#### [EXERCISE]
In the records that follow, find each line with the word "physics" and copy it.

#### [RECORDS SUPPLIED]
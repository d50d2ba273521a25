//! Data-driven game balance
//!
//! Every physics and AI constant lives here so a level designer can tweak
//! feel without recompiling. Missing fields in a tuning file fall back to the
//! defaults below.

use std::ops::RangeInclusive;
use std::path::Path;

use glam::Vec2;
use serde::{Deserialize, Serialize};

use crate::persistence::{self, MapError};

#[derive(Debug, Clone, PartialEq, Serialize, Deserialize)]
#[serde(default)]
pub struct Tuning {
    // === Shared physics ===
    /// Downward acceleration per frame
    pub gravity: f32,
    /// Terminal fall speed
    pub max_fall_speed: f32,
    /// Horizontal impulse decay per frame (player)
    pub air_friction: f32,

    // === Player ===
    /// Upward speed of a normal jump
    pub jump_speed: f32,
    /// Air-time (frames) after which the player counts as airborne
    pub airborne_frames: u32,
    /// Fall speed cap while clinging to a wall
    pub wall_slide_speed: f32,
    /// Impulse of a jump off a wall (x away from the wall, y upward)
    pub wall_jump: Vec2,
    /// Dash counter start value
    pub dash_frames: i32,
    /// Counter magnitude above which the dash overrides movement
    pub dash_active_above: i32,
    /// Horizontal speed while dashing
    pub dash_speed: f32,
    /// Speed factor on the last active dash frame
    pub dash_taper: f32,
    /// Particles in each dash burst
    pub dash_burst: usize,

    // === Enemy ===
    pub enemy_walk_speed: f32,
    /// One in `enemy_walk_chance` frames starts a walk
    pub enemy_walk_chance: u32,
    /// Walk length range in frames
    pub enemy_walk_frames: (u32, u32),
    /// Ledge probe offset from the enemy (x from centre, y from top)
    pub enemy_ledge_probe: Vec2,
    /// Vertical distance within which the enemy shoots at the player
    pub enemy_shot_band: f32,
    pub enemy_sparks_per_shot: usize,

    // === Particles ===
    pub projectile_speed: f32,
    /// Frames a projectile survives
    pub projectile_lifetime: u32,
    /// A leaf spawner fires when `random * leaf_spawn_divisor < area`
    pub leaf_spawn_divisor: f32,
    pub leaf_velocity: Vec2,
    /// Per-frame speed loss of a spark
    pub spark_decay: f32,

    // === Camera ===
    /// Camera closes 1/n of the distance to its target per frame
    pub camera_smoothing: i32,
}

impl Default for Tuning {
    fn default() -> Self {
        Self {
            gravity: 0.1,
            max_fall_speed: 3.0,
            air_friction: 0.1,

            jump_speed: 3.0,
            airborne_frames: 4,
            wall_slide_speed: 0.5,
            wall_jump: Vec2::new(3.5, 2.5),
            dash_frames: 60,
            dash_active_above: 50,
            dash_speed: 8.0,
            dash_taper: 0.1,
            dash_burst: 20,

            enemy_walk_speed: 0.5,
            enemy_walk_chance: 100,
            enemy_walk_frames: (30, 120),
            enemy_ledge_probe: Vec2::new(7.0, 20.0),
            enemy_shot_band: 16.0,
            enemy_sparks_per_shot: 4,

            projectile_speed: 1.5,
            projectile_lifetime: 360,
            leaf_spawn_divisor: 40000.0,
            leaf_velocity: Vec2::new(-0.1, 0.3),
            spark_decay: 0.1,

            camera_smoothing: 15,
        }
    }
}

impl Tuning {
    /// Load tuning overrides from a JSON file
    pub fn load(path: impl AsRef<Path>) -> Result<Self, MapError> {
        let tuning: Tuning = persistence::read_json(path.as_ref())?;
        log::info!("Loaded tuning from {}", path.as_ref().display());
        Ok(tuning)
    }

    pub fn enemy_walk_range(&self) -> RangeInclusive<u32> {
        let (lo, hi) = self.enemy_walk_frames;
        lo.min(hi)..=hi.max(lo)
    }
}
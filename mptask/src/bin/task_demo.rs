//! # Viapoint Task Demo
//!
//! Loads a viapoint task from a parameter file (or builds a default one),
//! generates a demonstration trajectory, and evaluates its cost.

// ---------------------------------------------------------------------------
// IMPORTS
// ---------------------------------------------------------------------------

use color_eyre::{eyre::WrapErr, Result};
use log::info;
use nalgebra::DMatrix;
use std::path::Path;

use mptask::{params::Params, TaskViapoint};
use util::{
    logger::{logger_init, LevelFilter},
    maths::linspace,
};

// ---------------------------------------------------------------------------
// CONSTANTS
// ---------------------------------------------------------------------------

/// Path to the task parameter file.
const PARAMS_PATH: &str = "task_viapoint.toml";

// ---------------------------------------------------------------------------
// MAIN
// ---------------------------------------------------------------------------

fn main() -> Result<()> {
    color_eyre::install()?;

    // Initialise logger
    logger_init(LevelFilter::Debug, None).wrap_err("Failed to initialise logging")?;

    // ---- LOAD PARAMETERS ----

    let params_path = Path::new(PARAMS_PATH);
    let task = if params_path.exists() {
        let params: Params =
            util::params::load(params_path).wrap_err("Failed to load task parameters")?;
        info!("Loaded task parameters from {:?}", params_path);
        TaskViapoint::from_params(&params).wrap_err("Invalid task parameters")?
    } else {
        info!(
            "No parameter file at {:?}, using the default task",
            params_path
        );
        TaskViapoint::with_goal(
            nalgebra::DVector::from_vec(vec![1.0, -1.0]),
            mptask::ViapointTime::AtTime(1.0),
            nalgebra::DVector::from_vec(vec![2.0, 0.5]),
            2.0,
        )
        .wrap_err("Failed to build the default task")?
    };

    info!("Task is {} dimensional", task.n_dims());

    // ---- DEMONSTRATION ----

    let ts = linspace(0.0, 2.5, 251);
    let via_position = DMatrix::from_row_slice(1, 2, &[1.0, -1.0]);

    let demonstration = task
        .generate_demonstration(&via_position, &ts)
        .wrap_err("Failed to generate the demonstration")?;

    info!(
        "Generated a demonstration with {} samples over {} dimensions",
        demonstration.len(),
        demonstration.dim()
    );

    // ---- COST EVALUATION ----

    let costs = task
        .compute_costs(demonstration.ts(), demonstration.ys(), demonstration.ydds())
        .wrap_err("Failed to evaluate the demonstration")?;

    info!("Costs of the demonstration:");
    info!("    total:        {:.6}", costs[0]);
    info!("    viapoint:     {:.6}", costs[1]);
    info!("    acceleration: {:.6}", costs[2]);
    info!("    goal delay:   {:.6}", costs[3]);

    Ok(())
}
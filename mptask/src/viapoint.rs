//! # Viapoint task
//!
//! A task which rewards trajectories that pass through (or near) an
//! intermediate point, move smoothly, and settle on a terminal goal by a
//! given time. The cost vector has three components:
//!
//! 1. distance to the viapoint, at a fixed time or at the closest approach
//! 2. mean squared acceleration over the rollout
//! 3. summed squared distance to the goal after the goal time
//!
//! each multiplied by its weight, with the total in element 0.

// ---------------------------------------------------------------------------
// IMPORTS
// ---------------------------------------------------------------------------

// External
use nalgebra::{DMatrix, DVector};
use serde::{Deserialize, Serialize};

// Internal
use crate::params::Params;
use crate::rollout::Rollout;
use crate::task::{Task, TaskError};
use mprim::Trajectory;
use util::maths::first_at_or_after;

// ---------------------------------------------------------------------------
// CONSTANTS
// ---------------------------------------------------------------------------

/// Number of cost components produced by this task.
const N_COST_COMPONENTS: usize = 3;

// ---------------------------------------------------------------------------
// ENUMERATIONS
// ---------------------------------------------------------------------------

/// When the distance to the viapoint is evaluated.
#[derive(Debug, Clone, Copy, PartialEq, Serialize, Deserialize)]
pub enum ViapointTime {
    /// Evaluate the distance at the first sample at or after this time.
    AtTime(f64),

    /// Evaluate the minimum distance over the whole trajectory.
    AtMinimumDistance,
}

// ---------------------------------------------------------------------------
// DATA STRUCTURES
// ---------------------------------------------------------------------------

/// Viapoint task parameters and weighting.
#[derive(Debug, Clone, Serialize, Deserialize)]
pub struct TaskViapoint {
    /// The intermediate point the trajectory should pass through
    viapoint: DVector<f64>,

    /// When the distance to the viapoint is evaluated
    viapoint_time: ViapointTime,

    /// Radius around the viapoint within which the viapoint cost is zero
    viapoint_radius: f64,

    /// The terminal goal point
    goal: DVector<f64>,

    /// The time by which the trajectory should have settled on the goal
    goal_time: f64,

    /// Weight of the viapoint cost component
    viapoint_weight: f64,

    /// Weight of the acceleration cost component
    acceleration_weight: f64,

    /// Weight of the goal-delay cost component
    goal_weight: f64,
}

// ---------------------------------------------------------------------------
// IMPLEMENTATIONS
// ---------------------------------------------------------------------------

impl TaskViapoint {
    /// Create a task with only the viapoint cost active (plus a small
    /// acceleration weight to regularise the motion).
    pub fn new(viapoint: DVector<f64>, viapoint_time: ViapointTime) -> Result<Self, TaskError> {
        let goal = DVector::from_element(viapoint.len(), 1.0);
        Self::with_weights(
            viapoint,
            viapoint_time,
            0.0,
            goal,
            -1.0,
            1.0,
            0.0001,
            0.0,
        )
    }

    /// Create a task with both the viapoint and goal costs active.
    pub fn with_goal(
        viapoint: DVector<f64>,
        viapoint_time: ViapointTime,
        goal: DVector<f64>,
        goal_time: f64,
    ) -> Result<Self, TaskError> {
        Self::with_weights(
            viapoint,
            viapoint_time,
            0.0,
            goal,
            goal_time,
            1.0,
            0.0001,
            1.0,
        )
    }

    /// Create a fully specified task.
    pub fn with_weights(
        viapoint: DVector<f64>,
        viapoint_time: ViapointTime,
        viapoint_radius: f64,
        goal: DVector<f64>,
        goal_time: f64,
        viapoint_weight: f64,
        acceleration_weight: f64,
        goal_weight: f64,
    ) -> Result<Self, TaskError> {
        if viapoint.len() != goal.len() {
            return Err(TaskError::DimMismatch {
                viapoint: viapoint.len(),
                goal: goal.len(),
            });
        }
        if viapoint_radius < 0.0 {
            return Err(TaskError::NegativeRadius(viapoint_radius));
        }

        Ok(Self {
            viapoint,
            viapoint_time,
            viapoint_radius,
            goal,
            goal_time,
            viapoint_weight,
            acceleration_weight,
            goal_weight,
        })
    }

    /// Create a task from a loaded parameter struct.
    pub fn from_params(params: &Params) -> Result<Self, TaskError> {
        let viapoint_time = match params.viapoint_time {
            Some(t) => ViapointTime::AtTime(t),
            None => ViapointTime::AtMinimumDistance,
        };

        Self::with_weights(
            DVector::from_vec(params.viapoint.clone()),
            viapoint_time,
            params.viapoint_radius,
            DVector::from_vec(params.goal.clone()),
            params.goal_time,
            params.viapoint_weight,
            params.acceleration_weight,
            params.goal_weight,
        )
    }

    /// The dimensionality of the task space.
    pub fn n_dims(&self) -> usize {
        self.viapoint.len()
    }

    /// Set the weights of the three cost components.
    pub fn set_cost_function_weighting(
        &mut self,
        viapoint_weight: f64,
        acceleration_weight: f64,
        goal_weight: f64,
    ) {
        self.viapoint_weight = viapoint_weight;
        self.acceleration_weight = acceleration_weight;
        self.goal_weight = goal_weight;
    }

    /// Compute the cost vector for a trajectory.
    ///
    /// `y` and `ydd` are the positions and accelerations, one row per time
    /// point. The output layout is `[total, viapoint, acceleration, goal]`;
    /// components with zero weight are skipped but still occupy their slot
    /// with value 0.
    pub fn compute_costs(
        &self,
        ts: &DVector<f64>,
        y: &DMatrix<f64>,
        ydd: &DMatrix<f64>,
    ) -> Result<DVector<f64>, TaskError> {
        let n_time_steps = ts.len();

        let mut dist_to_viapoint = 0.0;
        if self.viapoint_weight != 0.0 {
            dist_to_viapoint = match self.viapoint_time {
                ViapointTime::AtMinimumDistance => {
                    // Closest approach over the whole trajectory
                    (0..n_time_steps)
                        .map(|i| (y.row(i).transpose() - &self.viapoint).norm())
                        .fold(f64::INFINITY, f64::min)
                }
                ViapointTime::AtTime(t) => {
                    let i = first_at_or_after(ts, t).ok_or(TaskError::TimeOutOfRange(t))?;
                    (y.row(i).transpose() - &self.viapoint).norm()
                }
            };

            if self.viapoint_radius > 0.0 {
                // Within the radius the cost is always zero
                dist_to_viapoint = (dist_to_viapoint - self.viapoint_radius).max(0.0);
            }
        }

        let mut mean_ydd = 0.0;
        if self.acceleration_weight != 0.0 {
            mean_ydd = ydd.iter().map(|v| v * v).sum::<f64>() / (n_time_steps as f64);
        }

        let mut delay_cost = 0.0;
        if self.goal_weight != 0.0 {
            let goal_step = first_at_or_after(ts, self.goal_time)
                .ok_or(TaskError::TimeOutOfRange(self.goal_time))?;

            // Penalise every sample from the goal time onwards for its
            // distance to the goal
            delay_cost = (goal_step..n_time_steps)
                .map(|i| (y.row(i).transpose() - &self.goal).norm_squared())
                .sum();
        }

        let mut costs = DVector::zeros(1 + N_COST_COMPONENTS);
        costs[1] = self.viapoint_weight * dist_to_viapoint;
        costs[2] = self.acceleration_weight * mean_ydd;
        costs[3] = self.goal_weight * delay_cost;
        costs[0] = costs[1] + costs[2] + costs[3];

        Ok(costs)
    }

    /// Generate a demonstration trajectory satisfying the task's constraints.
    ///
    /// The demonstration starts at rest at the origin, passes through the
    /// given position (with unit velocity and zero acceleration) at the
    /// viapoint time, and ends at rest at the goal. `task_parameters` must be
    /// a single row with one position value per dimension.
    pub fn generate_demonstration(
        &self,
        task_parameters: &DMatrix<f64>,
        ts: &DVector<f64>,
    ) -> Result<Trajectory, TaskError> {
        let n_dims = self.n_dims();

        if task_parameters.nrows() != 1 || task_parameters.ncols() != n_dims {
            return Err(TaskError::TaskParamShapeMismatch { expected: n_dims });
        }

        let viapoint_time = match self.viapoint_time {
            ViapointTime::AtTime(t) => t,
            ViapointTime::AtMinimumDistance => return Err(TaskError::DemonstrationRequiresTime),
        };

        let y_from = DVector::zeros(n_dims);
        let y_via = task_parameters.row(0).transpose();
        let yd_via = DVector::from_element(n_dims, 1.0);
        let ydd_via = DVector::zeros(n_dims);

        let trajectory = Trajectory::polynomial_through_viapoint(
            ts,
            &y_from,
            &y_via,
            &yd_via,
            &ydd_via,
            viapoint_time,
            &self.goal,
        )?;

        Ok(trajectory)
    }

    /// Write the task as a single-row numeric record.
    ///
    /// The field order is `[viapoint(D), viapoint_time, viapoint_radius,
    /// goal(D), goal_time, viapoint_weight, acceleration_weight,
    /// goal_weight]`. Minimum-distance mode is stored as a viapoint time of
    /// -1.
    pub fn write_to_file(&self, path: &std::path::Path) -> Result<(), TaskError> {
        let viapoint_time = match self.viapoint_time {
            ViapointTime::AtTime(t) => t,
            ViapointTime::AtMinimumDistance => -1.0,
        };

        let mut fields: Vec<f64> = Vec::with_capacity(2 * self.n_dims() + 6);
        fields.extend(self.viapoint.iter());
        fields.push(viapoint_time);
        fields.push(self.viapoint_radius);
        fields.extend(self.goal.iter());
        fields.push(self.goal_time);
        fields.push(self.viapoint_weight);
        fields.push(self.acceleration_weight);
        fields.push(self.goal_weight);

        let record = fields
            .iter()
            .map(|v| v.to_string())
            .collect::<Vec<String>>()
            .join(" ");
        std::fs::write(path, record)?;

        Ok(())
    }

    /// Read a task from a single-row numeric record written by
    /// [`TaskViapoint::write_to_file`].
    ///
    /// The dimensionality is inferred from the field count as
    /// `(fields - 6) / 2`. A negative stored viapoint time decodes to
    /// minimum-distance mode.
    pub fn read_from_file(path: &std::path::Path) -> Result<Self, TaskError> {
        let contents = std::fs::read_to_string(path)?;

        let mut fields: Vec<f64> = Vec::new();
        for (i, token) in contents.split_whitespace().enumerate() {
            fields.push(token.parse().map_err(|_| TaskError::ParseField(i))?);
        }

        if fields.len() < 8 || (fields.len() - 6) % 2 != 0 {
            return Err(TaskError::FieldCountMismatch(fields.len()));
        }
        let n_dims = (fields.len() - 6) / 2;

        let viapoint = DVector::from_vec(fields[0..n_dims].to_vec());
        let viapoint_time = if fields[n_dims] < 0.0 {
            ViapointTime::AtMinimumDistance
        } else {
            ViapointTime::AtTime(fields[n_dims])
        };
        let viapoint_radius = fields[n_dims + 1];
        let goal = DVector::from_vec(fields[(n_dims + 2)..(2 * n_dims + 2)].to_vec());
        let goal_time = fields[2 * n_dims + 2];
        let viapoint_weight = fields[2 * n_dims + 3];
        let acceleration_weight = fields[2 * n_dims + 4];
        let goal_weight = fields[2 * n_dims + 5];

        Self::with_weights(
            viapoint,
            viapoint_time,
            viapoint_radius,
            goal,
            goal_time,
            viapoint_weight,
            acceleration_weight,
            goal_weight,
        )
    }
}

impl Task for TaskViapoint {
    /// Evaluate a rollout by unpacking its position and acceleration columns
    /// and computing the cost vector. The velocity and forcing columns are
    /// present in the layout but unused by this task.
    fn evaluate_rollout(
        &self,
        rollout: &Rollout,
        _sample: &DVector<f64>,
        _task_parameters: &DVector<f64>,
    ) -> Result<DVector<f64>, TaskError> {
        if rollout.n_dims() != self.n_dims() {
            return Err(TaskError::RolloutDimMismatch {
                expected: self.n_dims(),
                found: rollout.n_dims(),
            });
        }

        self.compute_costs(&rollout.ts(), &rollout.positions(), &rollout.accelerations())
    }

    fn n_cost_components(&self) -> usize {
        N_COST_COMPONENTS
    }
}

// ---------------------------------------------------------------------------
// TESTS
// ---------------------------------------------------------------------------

#### [RESULT FOR THIS EXERCISE]
//! Every physics and AI constant lives here so a level designer can tweak
    // === Shared physics ===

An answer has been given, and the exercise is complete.